Please, tell about the success story about ES usage on production

I want to convince my customer to use the ES. To do this I need
success stories about ES usage on production. I tried to find similar
information at the ElasticSearch official site and in Google but not
found.

I'll be very happy if you write how many documents you are indexing
and how many approximate number of request is served daily. Some links
to production application will be very helpful.

Thanks!

Best regards, Vitalii Siryi

Hi

On Nov 30, 11:33 am, Vitalii Siryi vitalii.si...@gmail.com wrote:

I'll be very happy if you write how many documents you are indexing
and how many approximate number of request is served daily. Some links
to production application will be very helpful.
We are using it as a product search engine, you can see it live at
http://www.lusini.de

Document count is quite low, more than 200k documents, and currently
on one node. We never had performance issues. We are doing lots of
facetting queries with about ten facets and of course some filters -
queries get a bit slower but are still fast enough for us.

In order to get the product data into elasticsearch we have
implemented a river, which pulls every n seconds for updates and is
streaming JSON data, so we do not have to wait until we got all the
data, when downloading big data. We have several thousand updates a
day (more likely ten thousand).

Before elasticsearch we had a lightning fast but unmaintenable self
written solution based on bobo and zoie, which we switched in order to
have a more simpler solution, which is understood well by all
developers.

Of course we do not expose elasticsearch directly to browsers, we have
another component in between, which also can do stuff like redirecting
certain search terms to landing pages.
To be honest, I cannot tell, how much requests are coming in per day,
but I guess it is somewhat below 100k.

Hope this helps. In case of questions, feel free to ask.

--Alexander

http://www.penpalkidsclub.com/

Written using ES as the only form of persistence. Went live 7/2011.

James,

Was curious what settings/features you consider most important to
configure/use when using ES without a secondary persistence mechanism.
Perhaps this should be a separate thread - but I'm very curious what your
experiences are here.

Thanks,
--Mike

On Wed, Nov 30, 2011 at 10:58 AM, James Cook jcook@pykl.com wrote:

http://www.penpalkidsclub.com/

Written using ES as the only form of persistence. Went live 7/2011.

Alexander,

What made bobo and zoie unmaintenable? How is elasticsearch more
maintenable?

You said the bobo/zoie solution "lightning fast." Was it significantly
faster than elasticsearch?

Thanks.

On Nov 30, 6:33 am, Alexander Reelsen
alexander.reel...@googlemail.com wrote:

Hi

On Nov 30, 11:33 am, Vitalii Siryi vitalii.si...@gmail.com wrote:> I'll be very happy if you write how many documents you are indexing

and how many approximate number of request is served daily. Some links
to production application will be very helpful.

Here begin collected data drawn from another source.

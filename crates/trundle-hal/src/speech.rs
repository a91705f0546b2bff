//! Generic `Announcer` trait over the speech pipeline.

use async_trait::async_trait;

/// Text-to-speech announcements ("I found the bottle", "now available").
///
/// Best-effort by contract: the core calls it at fixed points but never
/// depends on its success, so there is no error path.  Implementations log
/// their own failures.
#[async_trait]
pub trait Announcer: Send + Sync {
    /// Speak `text`.  Returns once playback has been handed off.
    async fn say(&self, text: &str);
}
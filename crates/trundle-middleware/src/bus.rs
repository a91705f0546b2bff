//! The one-way notice bus.
//!
//! Behaviors and the command dispatcher publish [`Notice`]s here; whatever
//! wants to surface them (the operator UI forwarder, the CLI printer, a test
//! collector) subscribes.  Built on [`tokio::sync::broadcast`] so every
//! subscriber sees every notice without any single subscriber blocking the
//! others.
//!
//! Publishing is fire-and-forget by contract: a notice that nobody receives
//! is a normal condition, never an error, and no behavior ever aborts
//! because the sink is down.

use tokio::sync::broadcast;
use tracing::debug;
use trundle_types::{Event, Notice};

/// Default buffer depth before slow subscribers start losing old notices.
const DEFAULT_CAPACITY: usize = 128;

/// Shared notice bus.  Clone it cheaply – all clones feed the same channel.
#[derive(Clone, Debug)]
pub struct NoticeBus {
    sender: broadcast::Sender<Event>,
}

impl NoticeBus {
    /// Create a bus buffering up to `capacity` undelivered notices per
    /// subscriber.
    pub fn new(capacity: usize) -> Self {
        let (sender, _) = broadcast::channel(capacity);
        Self { sender }
    }

    /// Wrap `payload` in an [`Event`] stamped with `source` and broadcast it.
    ///
    /// Returns the number of subscribers that were handed the event.  Zero
    /// subscribers is normal (e.g. the operator UI is not connected).
    pub fn publish(&self, source: &str, payload: Notice) -> usize {
        let event = Event::now(source, payload);
        debug!(source, payload = ?event.payload, "notice");
        match self.sender.send(event) {
            Ok(n) => n,
            // No receivers currently listening; the notice is simply dropped.
            Err(broadcast::error::SendError(_)) => 0,
        }
    }

    /// Subscribe to every notice published after this call.
    pub fn subscribe(&self) -> broadcast::Receiver<Event> {
        self.sender.subscribe()
    }
}

impl Default for NoticeBus {
    fn default() -> Self {
        Self::new(DEFAULT_CAPACITY)
    }
}

#[cfg(test)]
mod tests {
    use super::*;

    #[tokio::test]
    async fn subscriber_receives_published_notice() {
        let bus = NoticeBus::default();
        let mut rx = bus.subscribe();

        let delivered = bus.publish("test", Notice::Stuck);
        assert_eq!(delivered, 1);

        let event = rx.recv().await.unwrap();
        assert_eq!(event.source, "test");
        assert_eq!(event.payload, Notice::Stuck);
    }

    #[tokio::test]
    async fn publish_without_subscribers_is_not_an_error() {
        let bus = NoticeBus::default();
        assert_eq!(bus.publish("test", Notice::Available), 0);
    }

    #[tokio::test]
    async fn clones_share_the_same_channel() {
        let bus = NoticeBus::default();
        let bus_clone = bus.clone();
        let mut rx = bus.subscribe();

        bus_clone.publish("clone", Notice::Available);
        let event = rx.recv().await.unwrap();
        assert_eq!(event.source, "clone");
    }

    #[tokio::test]
    async fn every_subscriber_sees_every_notice() {
        let bus = NoticeBus::default();
        let mut a = bus.subscribe();
        let mut b = bus.subscribe();

        assert_eq!(bus.publish("test", Notice::Stuck), 2);
        assert_eq!(a.recv().await.unwrap().payload, Notice::Stuck);
        assert_eq!(b.recv().await.unwrap().payload, Notice::Stuck);
    }
}
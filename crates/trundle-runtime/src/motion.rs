//! [`Drivetrain`] – timed motor pulses over the raw drive primitives.
//!
//! The chassis has no encoders, so every motion is a fixed-duration pulse:
//! start a primitive, hold it for a set time, cut the motors.  The hold is a
//! `tokio::time::sleep`, which is also the suspension point at which a
//! behavior task observes cancellation.
//!
//! Pulse durations are fixed, not distance-proportional.  That is inherited
//! behavior, kept as-is.

use std::sync::Arc;
use std::time::Duration;

use tokio::time::sleep;
use trundle_hal::{MotorCommand, MotorDriver};

/// Shared handle to the drive motors with timed-pulse helpers.
///
/// Clones share the same underlying driver.
#[derive(Clone)]
pub struct Drivetrain {
    motor: Arc<dyn MotorDriver>,
}

impl Drivetrain {
    /// Wrap a motor driver.
    pub fn new(motor: Arc<dyn MotorDriver>) -> Self {
        Self { motor }
    }

    /// Apply `cmd`, hold it for `duration`, then stop.
    ///
    /// Cancelling the task mid-pulse drops this future with the motors still
    /// running; the behavior's [`StopGuard`] covers that exit.
    pub async fn pulse(&self, cmd: MotorCommand, duration: Duration) {
        self.motor.apply(cmd);
        sleep(duration).await;
        self.motor.stop();
    }

    /// Apply `cmd` without a deadline.  The caller owns the follow-up stop.
    pub fn start(&self, cmd: MotorCommand) {
        self.motor.apply(cmd);
    }

    /// Cut the drive motors immediately.
    pub fn stop(&self) {
        self.motor.stop();
    }

    /// A scoped guard that stops the motors when dropped.
    ///
    /// Every behavior task takes one at entry, which makes the unconditional
    /// motor stop reachable on every exit path: normal return, cooperative
    /// cancellation mid-pulse, and unwinding panics alike.
    pub fn stop_guard(&self) -> StopGuard {
        StopGuard {
            motor: Arc::clone(&self.motor),
        }
    }
}

/// Stops the motors on drop.  See [`Drivetrain::stop_guard`].
pub struct StopGuard {
    motor: Arc<dyn MotorDriver>,
}

impl Drop for StopGuard {
    fn drop(&mut self) {
        self.motor.stop();
    }
}

#[cfg(test)]
mod tests {
    use super::*;
    use trundle_hal::SimMotor;

    #[tokio::test(start_paused = true)]
    async fn pulse_starts_holds_and_stops() {
        let motor = Arc::new(SimMotor::new());
        let drivetrain = Drivetrain::new(motor.clone());

        drivetrain
            .pulse(MotorCommand::Forward, Duration::from_millis(300))
            .await;

        assert_eq!(
            motor.commands(),
            vec![MotorCommand::Forward, MotorCommand::Stop]
        );
    }

    #[tokio::test(start_paused = true)]
    async fn cancelled_pulse_is_covered_by_the_guard() {
        let motor = Arc::new(SimMotor::new());
        let drivetrain = Drivetrain::new(motor.clone());

        let task_motor = drivetrain.clone();
        let handle = tokio::spawn(async move {
            let _guard = task_motor.stop_guard();
            task_motor
                .pulse(MotorCommand::TurnRight, Duration::from_secs(10))
                .await;
        });
        // Let the pulse start, then kill the task mid-hold.
        tokio::time::sleep(Duration::from_millis(5)).await;
        handle.abort();
        let _ = handle.await;

        assert_eq!(motor.last(), Some(MotorCommand::Stop));
    }

    #[tokio::test]
    async fn stop_guard_fires_on_scope_exit() {
        let motor = Arc::new(SimMotor::new());
        let drivetrain = Drivetrain::new(motor.clone());

        {
            let _guard = drivetrain.stop_guard();
            drivetrain.start(MotorCommand::Forward);
        }

        assert_eq!(
            motor.commands(),
            vec![MotorCommand::Forward, MotorCommand::Stop]
        );
    }
}
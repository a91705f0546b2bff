//! In-process simulated drivers for headless testing.
//!
//! Every trait seam in this crate has a scripted stand-in here so the full
//! behavior stack can run in CI and in the CLI's sim mode without a chassis,
//! a sensor ring, or a camera attached.  The motor double records every
//! command so tests can assert on the exact pulse sequence a control loop
//! produced.

use std::collections::VecDeque;
use std::sync::Mutex;

use async_trait::async_trait;
use tracing::trace;
use trundle_types::{Bearing, DistanceSample, ObjectObservation, TrundleError};

use crate::motor::{MotorCommand, MotorDriver};
use crate::range::RangeArray;
use crate::speech::Announcer;
use crate::vision::Vision;

// ────────────────────────────────────────────────────────────────────────────
// Motor double
// ────────────────────────────────────────────────────────────────────────────

/// A motor driver that records every command it receives.  Always succeeds.
#[derive(Default)]
pub struct SimMotor {
    seen: Mutex<Vec<MotorCommand>>,
}

impl SimMotor {
    /// Create a motor double with an empty command log.
    pub fn new() -> Self {
        Self::default()
    }

    /// Every command received so far, in order.
    pub fn commands(&self) -> Vec<MotorCommand> {
        self.seen.lock().unwrap().clone()
    }

    /// The most recent command, if any.
    pub fn last(&self) -> Option<MotorCommand> {
        self.seen.lock().unwrap().last().copied()
    }

    /// How many times `cmd` was received.
    pub fn count_of(&self, cmd: MotorCommand) -> usize {
        self.seen.lock().unwrap().iter().filter(|c| **c == cmd).count()
    }

    /// Forget the log.  Useful between test phases.
    pub fn clear(&self) {
        self.seen.lock().unwrap().clear();
    }

    fn record(&self, cmd: MotorCommand) {
        trace!(%cmd, "sim motor");
        self.seen.lock().unwrap().push(cmd);
    }
}

impl MotorDriver for SimMotor {
    fn forward(&self) {
        self.record(MotorCommand::Forward);
    }

    fn backward(&self) {
        self.record(MotorCommand::Backward);
    }

    fn turn_left(&self) {
        self.record(MotorCommand::TurnLeft);
    }

    fn turn_right(&self) {
        self.record(MotorCommand::TurnRight);
    }

    fn stop(&self) {
        self.record(MotorCommand::Stop);
    }
}

// ────────────────────────────────────────────────────────────────────────────
// Range double
// ────────────────────────────────────────────────────────────────────────────

/// A range array that replays a scripted sequence of samples.
///
/// Once only one sample remains it is returned for every subsequent poll, so
/// a script's final entry describes the world "from now on".  An empty script
/// reports [`DistanceSample::no_echo`] forever.
pub struct ScriptedRangeArray {
    script: Mutex<VecDeque<DistanceSample>>,
}

impl ScriptedRangeArray {
    /// Create a scripted range array from `samples`, replayed in order.
    pub fn new(samples: impl IntoIterator<Item = DistanceSample>) -> Self {
        Self {
            script: Mutex::new(samples.into_iter().collect()),
        }
    }

    /// A range array that always reports the same `sample`.
    pub fn steady(sample: DistanceSample) -> Self {
        Self::new([sample])
    }
}

#[async_trait]
impl RangeArray for ScriptedRangeArray {
    async fn read_distances(&self) -> Result<DistanceSample, TrundleError> {
        let mut script = self.script.lock().unwrap();
        let sample = if script.len() > 1 {
            script.pop_front().unwrap()
        } else {
            script.front().copied().unwrap_or_else(DistanceSample::no_echo)
        };
        Ok(sample)
    }
}

// ────────────────────────────────────────────────────────────────────────────
// Vision double
// ────────────────────────────────────────────────────────────────────────────

/// A vision pipeline that replays scripted detection frames and track fixes.
///
/// The detect script and the track script advance independently.  Like
/// [`ScriptedRangeArray`], each script holds its last entry once reached; an
/// exhausted (never-filled) detect script yields empty frames and an empty
/// track script reports the target as not visible.
#[derive(Default)]
pub struct ScriptedVision {
    frames: Mutex<VecDeque<Vec<ObjectObservation>>>,
    fixes: Mutex<VecDeque<Option<(Bearing, f32)>>>,
}

impl ScriptedVision {
    /// Create a vision double with empty scripts (sees nothing, forever).
    pub fn new() -> Self {
        Self::default()
    }

    /// Queue detection frames, each a full per-frame observation list.
    pub fn with_frames(
        self,
        frames: impl IntoIterator<Item = Vec<ObjectObservation>>,
    ) -> Self {
        self.frames.lock().unwrap().extend(frames);
        self
    }

    /// Queue track fixes: `Some((bearing, area))` or `None` for not visible.
    pub fn with_fixes(
        self,
        fixes: impl IntoIterator<Item = Option<(Bearing, f32)>>,
    ) -> Self {
        self.fixes.lock().unwrap().extend(fixes);
        self
    }

    /// Shorthand for a single-observation frame.
    pub fn observation(name: &str, bearing: Option<Bearing>) -> ObjectObservation {
        ObjectObservation {
            name: name.to_string(),
            bearing,
            area: 1000.0,
            confidence: 0.9,
        }
    }

    fn advance<T: Clone>(script: &Mutex<VecDeque<T>>, empty: T) -> T {
        let mut script = script.lock().unwrap();
        if script.len() > 1 {
            script.pop_front().unwrap()
        } else {
            script.front().cloned().unwrap_or(empty)
        }
    }
}

#[async_trait]
impl Vision for ScriptedVision {
    async fn detect(&self) -> Result<Vec<ObjectObservation>, TrundleError> {
        Ok(Self::advance(&self.frames, Vec::new()))
    }

    async fn track(&self, target: &str) -> Result<Option<(Bearing, f32)>, TrundleError> {
        let _ = target;
        Ok(Self::advance(&self.fixes, None))
    }
}

// ────────────────────────────────────────────────────────────────────────────
// Announcer double
// ────────────────────────────────────────────────────────────────────────────

/// An announcer that records spoken lines instead of producing audio.
#[derive(Default)]
pub struct RecordingAnnouncer {
    lines: Mutex<Vec<String>>,
}

impl RecordingAnnouncer {
    /// Create an announcer double with an empty transcript.
    pub fn new() -> Self {
        Self::default()
    }

    /// Everything spoken so far, in order.
    pub fn transcript(&self) -> Vec<String> {
        self.lines.lock().unwrap().clone()
    }
}

#[async_trait]
impl Announcer for RecordingAnnouncer {
    async fn say(&self, text: &str) {
        trace!(text, "sim announcer");
        self.lines.lock().unwrap().push(text.to_string());
    }
}

// ────────────────────────────────────────────────────────────────────────────
// Tests
// ────────────────────────────────────────────────────────────────────────────

#[cfg(test)]
mod tests {
    use super::*;
    use trundle_types::NO_ECHO;

    #[test]
    fn sim_motor_records_in_order() {
        let motor = SimMotor::new();
        motor.forward();
        motor.stop();
        motor.turn_right();
        assert_eq!(
            motor.commands(),
            vec![
                MotorCommand::Forward,
                MotorCommand::Stop,
                MotorCommand::TurnRight
            ]
        );
        assert_eq!(motor.last(), Some(MotorCommand::TurnRight));
        assert_eq!(motor.count_of(MotorCommand::Stop), 1);
    }

    #[tokio::test]
    async fn scripted_range_holds_final_sample() {
        let near = DistanceSample {
            front: 10.0,
            left: 50.0,
            right: 50.0,
            back: 50.0,
        };
        let far = DistanceSample {
            front: 90.0,
            left: 50.0,
            right: 50.0,
            back: 50.0,
        };
        let range = ScriptedRangeArray::new([near, far]);
        assert_eq!(range.read_distances().await.unwrap(), near);
        assert_eq!(range.read_distances().await.unwrap(), far);
        // Final entry repeats.
        assert_eq!(range.read_distances().await.unwrap(), far);
    }

    #[tokio::test]
    async fn empty_range_script_reports_no_echo() {
        let range = ScriptedRangeArray::new([]);
        let sample = range.read_distances().await.unwrap();
        assert_eq!(sample.front, NO_ECHO);
        assert_eq!(sample.back, NO_ECHO);
    }

    #[tokio::test]
    async fn scripted_vision_advances_frames_then_holds() {
        let bottle = ScriptedVision::observation("bottle", None);
        let vision = ScriptedVision::new().with_frames([vec![], vec![bottle.clone()]]);
        assert!(vision.detect().await.unwrap().is_empty());
        assert_eq!(vision.detect().await.unwrap(), vec![bottle.clone()]);
        assert_eq!(vision.detect().await.unwrap(), vec![bottle]);
    }

    #[tokio::test]
    async fn scripted_vision_track_fixes_advance_independently() {
        let vision = ScriptedVision::new()
            .with_fixes([None, Some((Bearing::Left, 900.0)), Some((Bearing::Center, 1500.0))]);
        assert_eq!(vision.track("person").await.unwrap(), None);
        assert_eq!(
            vision.track("person").await.unwrap(),
            Some((Bearing::Left, 900.0))
        );
        assert_eq!(
            vision.track("person").await.unwrap(),
            Some((Bearing::Center, 1500.0))
        );
        // Held fix.
        assert_eq!(
            vision.track("person").await.unwrap(),
            Some((Bearing::Center, 1500.0))
        );
    }

    #[tokio::test]
    async fn recording_announcer_keeps_transcript() {
        let announcer = RecordingAnnouncer::new();
        announcer.say("I am following you").await;
        announcer.say("now available").await;
        assert_eq!(
            announcer.transcript(),
            vec!["I am following you", "now available"]
        );
    }
}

We are using it as a product search engine, you can see it live athttp://www.lusini.de

Document count is quite low, more than 200k documents, and currently
on one node. We never had performance issues. We are doing lots of
facetting queries with about ten facets and of course some filters -
queries get a bit slower but are still fast enough for us.

In order to get the product data into elasticsearch we have
implemented a river, which pulls every n seconds for updates and is
streaming JSON data, so we do not have to wait until we got all the
data, when downloading big data. We have several thousand updates a
day (more likely ten thousand).

Before elasticsearch we had a lightning fast but unmaintenable self
written solution based on bobo and zoie, which we switched in order to
have a more simpler solution, which is understood well by all
developers.

Of course we do not expose elasticsearch directly to browsers, we have
another component in between, which also can do stuff like redirecting
certain search terms to landing pages.
To be honest, I cannot tell, how much requests are coming in per day,
but I guess it is somewhat below 100k.

Hope this helps. In case of questions, feel free to ask.

--Alexander

Hi

On Dec 1, 2:24 am, Andy selforgani...@gmail.com wrote:

What made bobo and zoie unmaintenable? How is elasticsearch more
maintenable?
The bobo/zoie implementation was developed by some JEE keen dev, which
meant it had tons of layers and a bad implementation in terms of
accessibility via HTTP - one servlet, one API call where everything
from facetted queries up to suggest was done by appending gazillions
of parameters.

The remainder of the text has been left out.